Even the simplest plot description showcases how truly weird Andromeda is: she's a high school student/magic disciple attempting to decode the dream messages she is receiving from her dead best frenemy. This isn't harmless, whimsical, nose-wrinkly "Bewitched"-style magic, and Andromeda isn't just quirky or offbeat – think more along the lines of deeply alienated and borderline schizophrenic. Much of the book's action takes place during metaphysical adventures and detailed analyses that take place entirely in her head. That means there's not a whole lot of real-world action or real description of anyone else until well into the book.

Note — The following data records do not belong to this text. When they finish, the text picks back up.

//! The session aggregate: owns the invocation list, the repository watcher
//! and the persisted properties of one terminal session.
//!
//! All mutation goes through methods called from a single event loop.
//! Invocations, the fs watcher and status checks only send
//! [`SessionEvent`]s back into that loop.

use std::path::{Path, PathBuf};
use std::sync::Arc;

use tokio::sync::mpsc::UnboundedSender;

use crate::codec::{self, PropertyValue};
use crate::config::Config;
use crate::error::{CodecError, InvocationError, StateError};
use crate::events::{SessionEvent, SessionNotification};
use crate::history::History;
use crate::host::HostShell;
use crate::invocation::{Invocation, InvocationEvent, InvocationId, Reaction};
use crate::process::Dimensions;
use crate::state::{Property, StateStore};
use crate::vcs::{RepositoryStatus, RepositoryWatcher, StatusProbe, WatchOutcome};

pub struct Session {
    config: Config,
    host: Arc<dyn HostShell>,
    store: StateStore,
    current_directory: PathBuf,
    dimensions: Dimensions,
    history: History,
    invocations: Vec<Invocation>,
    next_invocation_id: u64,
    repository: RepositoryWatcher,
    vcs_status: Option<RepositoryStatus>,
    events: UnboundedSender<SessionEvent>,
    notifications: UnboundedSender<SessionNotification>,
}

impl Session {
    /// Restore persisted properties and create the first invocation.
    ///
    /// Must be called inside a tokio runtime, since restoring the working
    /// directory may start a repository status check.
    pub fn new(
        config: Config,
        dimensions: Dimensions,
        host: Arc<dyn HostShell>,
        probe: Arc<dyn StatusProbe>,
        events: UnboundedSender<SessionEvent>,
        notifications: UnboundedSender<SessionNotification>,
    ) -> Self {
        let store = StateStore::new(config.state_file.clone(), config.home_dir.clone());
        let repository = RepositoryWatcher::new(probe, config.status_dimensions, events.clone());

        let mut session = Self {
            current_directory: config.home_dir.clone(),
            config,
            host,
            store,
            dimensions,
            history: History::new(),
            invocations: Vec::new(),
            next_invocation_id: 0,
            repository,
            vcs_status: None,
            events,
            notifications,
        };

        session.deserialize();
        session.clear_invocations();
        session
    }

    pub fn current_directory(&self) -> &Path {
        &self.current_directory
    }

    pub fn dimensions(&self) -> Dimensions {
        self.dimensions
    }

    pub fn history(&self) -> &History {
        &self.history
    }

    pub fn invocations(&self) -> &[Invocation] {
        &self.invocations
    }

    pub fn current_invocation(&self) -> Option<&Invocation> {
        self.invocations.last()
    }

    /// Last repository status published
    pub fn vcs_status(&self) -> Option<&RepositoryStatus> {
        self.vcs_status.as_ref()
    }

    pub fn repository(&self) -> &RepositoryWatcher {
        &self.repository
    }

    /// Append a new current invocation and persist the session
    pub fn create_invocation(&mut self) -> InvocationId {
        self.next_invocation_id += 1;
        let id = InvocationId(self.next_invocation_id);
        let invocation = Invocation::new(
            id,
            self.current_directory.clone(),
            self.dimensions,
            self.history.clone(),
            self.config.shell.clone(),
            self.config.home_dir.clone(),
            self.events.clone(),
        );
        self.invocations.push(invocation);
        tracing::debug!("Created invocation {} in {}", id, self.current_directory.display());

        self.notify(SessionNotification::InvocationCreated(id));
        self.persist();
        id
    }

    pub fn set_dimensions(&mut self, dimensions: Dimensions) {
        self.dimensions = dimensions;
        for invocation in &mut self.invocations {
            invocation.set_dimensions(dimensions);
        }
    }

    /// Drop every invocation and start over with a single fresh one
    pub fn clear_invocations(&mut self) {
        self.invocations.clear();
        self.create_invocation();
    }

    /// Run `command` in the current invocation
    pub fn execute(&mut self, command: &str) -> Result<InvocationId, InvocationError> {
        let invocation = self
            .invocations
            .last_mut()
            .ok_or(InvocationError::NoCurrentInvocation)?;
        invocation.execute(command)?;
        Ok(invocation.id())
    }

    pub fn set_current_directory(&mut self, path: &Path) {
        let directory = normalize_directory(path, &self.config.home_dir);
        self.host.set_represented_file(&directory);
        self.host.add_recent_document(&directory);
        tracing::info!("Working directory is now {}", directory.display());
        self.current_directory = directory.clone();
        self.watch_git_branch(&directory);
    }

    /// Point the repository watcher at `directory`, replacing any previous
    /// watch
    pub fn watch_git_branch(&mut self, directory: &Path) {
        match self.repository.watch(directory) {
            Ok(WatchOutcome::Watching) => {}
            Ok(WatchOutcome::NotRepository) => {
                self.publish_status(RepositoryStatus::not_repository());
            }
            Err(e) => {
                tracing::warn!("Treating {} as not a repository: {}", directory.display(), e);
                self.publish_status(RepositoryStatus::not_repository());
            }
        }
    }

    /// Recompute repository status, superseding a check already running
    pub fn update_git_data(&mut self) {
        self.repository.request_update();
    }

    /// Dispatch one event from the session loop
    pub fn handle_event(&mut self, event: SessionEvent) {
        match event {
            SessionEvent::Invocation { id, event } => self.handle_invocation_event(id, event),
            SessionEvent::FilesChanged { generation, paths } => {
                self.repository.on_files_changed(generation, &paths);
            }
            SessionEvent::StatusComputed { version, result } => {
                if !self.repository.complete(version) {
                    tracing::debug!("Discarding stale status check {}", version);
                    return;
                }
                match result {
                    Ok(status) => self.publish_status(status),
                    Err(e) => {
                        tracing::warn!("Repository status check failed: {}", e);
                        self.publish_status(RepositoryStatus::not_repository());
                    }
                }
            }
        }
    }

    fn handle_invocation_event(&mut self, id: InvocationId, event: InvocationEvent) {
        if let InvocationEvent::Output(chunk) = event {
            self.notify(SessionNotification::Output { invocation: id, chunk });
            return;
        }

        let Some(invocation) = self.invocations.iter_mut().find(|i| i.id() == id) else {
            tracing::debug!("Ignoring {:?} from untracked invocation {}", event, id);
            return;
        };

        match event {
            InvocationEvent::Clear => {
                if invocation.take_reaction(Reaction::Clear) {
                    self.clear_invocations();
                }
            }
            InvocationEvent::End { exit_code } => {
                invocation.mark_finished();
                if invocation.take_reaction(Reaction::End) {
                    tracing::debug!("Invocation {} ended with {:?}", id, exit_code);
                    self.host.notify_activity();
                    self.create_invocation();
                }
            }
            InvocationEvent::WorkingDirectoryChanged(directory) => {
                if invocation.take_reaction(Reaction::DirectoryChanged) {
                    self.set_current_directory(&directory);
                }
            }
            InvocationEvent::Output(_) => {}
        }
    }

    /// Write every declared property to the state file
    pub fn serialize(&self) -> Result<(), StateError> {
        let values: Vec<(Property, PropertyValue)> = Property::ALL
            .into_iter()
            .map(|p| (p, self.property_value(p)))
            .collect();
        self.store.save(&values)
    }

    fn persist(&self) {
        if let Err(e) = self.serialize() {
            if self.config.report_write_failures {
                tracing::warn!("{}", e);
            } else {
                tracing::debug!("{}", e);
            }
        }
    }

    fn deserialize(&mut self) {
        let state = self.store.load_or_defaults();
        for (name, tagged) in &state {
            let Some(property) = Property::from_name(name) else {
                tracing::debug!("Ignoring unknown state key {}", name);
                continue;
            };
            let restored = codec::decode(tagged).and_then(|value| self.apply_property(property, value));
            if let Err(e) = restored {
                tracing::warn!("Restoring default {}: {}", property.name(), e);
                let default = self.store.default_value(property);
                if let Err(e) = self.apply_property(property, default) {
                    tracing::warn!("Default for {} rejected: {}", property.name(), e);
                }
            }
        }
    }

    fn property_value(&self, property: Property) -> PropertyValue {
        match property {
            Property::CurrentDirectory => {
                PropertyValue::String(self.current_directory.to_string_lossy().to_string())
            }
            Property::History => PropertyValue::History(self.history.entries()),
        }
    }

    fn apply_property(&mut self, property: Property, value: PropertyValue) -> Result<(), CodecError> {
        match (property, value) {
            (Property::CurrentDirectory, PropertyValue::String(raw)) => {
                let directory = normalize_directory(Path::new(&raw), &self.config.home_dir);
                if directory.is_dir() {
                    self.set_current_directory(&directory);
                } else {
                    tracing::warn!("Saved directory {} is gone, using home", directory.display());
                    let home = self.config.home_dir.clone();
                    self.set_current_directory(&home);
                }
                Ok(())
            }
            (Property::History, PropertyValue::History(entries)) => {
                self.history.replace(entries);
                Ok(())
            }
            (property, _) => Err(CodecError::TypeMismatch {
                property: property.name(),
                expected: self.store.default_value(property).type_name(),
            }),
        }
    }

    fn publish_status(&mut self, status: RepositoryStatus) {
        self.vcs_status = Some(status.clone());
        self.notify(SessionNotification::VcsData(status));
    }

    fn notify(&self, notification: SessionNotification) {
        let _ = self.notifications.send(notification);
    }
}

/// Expand `~`, resolve against home when relative, and canonicalize when
/// the directory exists
pub fn normalize_directory(path: &Path, home: &Path) -> PathBuf {
    let expanded = match path.strip_prefix("~") {
        Ok(rest) => home.join(rest),
        Err(_) if path.is_relative() => home.join(path),
        Err(_) => path.to_path_buf(),
    };
    expanded
        .canonicalize()
        .unwrap_or_else(|_| expanded.components().collect())
}
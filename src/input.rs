use std::collections::VecDeque;

/// Command lines waiting for an idle invocation.
///
/// Lines that arrive while a command is still running are held back until
/// the session announces its next invocation.
#[derive(Debug)]
pub struct CommandQueue {
    pending: VecDeque<String>,
    busy: bool,
    input_closed: bool,
}

impl CommandQueue {
    /// A queue that waits for the first invocation announcement, which a
    /// new session always emits.
    pub fn new() -> Self {
        Self {
            pending: VecDeque::new(),
            busy: true,
            input_closed: false,
        }
    }

    pub fn push(&mut self, line: String) {
        self.pending.push_back(line);
    }

    /// No more lines will arrive
    pub fn close_input(&mut self) {
        self.input_closed = true;
    }

    /// The current invocation is ready for a command
    pub fn invocation_ready(&mut self) {
        self.busy = false;
    }

    /// Next line to execute, if the current invocation is idle.
    ///
    /// Handing out a line marks the queue busy until [`invocation_ready`]
    /// is called again.
    ///
    /// [`invocation_ready`]: CommandQueue::invocation_ready
    pub fn next_command(&mut self) -> Option<String> {
        if self.busy {
            return None;
        }
        let line = self.pending.pop_front()?;
        self.busy = true;
        Some(line)
    }

    pub fn is_input_closed(&self) -> bool {
        self.input_closed
    }

    /// Input is exhausted and the last command has finished
    pub fn is_finished(&self) -> bool {
        self.input_closed && !self.busy && self.pending.is_empty()
    }
}

impl Default for CommandQueue {
    fn default() -> Self {
        Self::new()
    }
}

Portman definitely has an ear for the extensive vocabulary of inside jokes that are integral to teenage conversation. The book even includes a "lexicon" glossary of the many terms, used throughout the book, that require extensive etymologies that are intertwined with Andromeda's personal history. Andromeda is hearing-impaired due to a congenital bone disorder (osteogenesis imperfecta) and the words that she hears mangled are written as she hears them (i.e. "action-populated" for "discombobulated") and then used in their misheard form throughout the book as a sort of shorthand. Sound confusing? It is. The continually changing and encoded text places the reader directly inside Andromeda's head, which is a volatile and, as Andromeda would say, action-populated place to be. In addition, the book includes frequent detailed and wide-ranging references to occult history that are only sometimes explained. All this well-researched detail is impressive and provides a lot of credibility and atmosphere, but sometimes to the point that they cloud the narrative.
Still, Andromeda Klein is worth a try for fans of young adult literature, if only because it's refreshing to see a book about a teenage girl battling psychological demons and venturing into the darklands of her own mind. Portman hints at very dark subject matter but never really delves into the dysfunction present in Andromeda's friendships and family life. Details that are important to the plot, like her sexuality, are often implied but ultimately open to interpretation, and the ending leaves a lot of conflicts unresolved. It's still a fun read, but readers, like Andromeda, are left grasping at the few clues Portman's universe provides.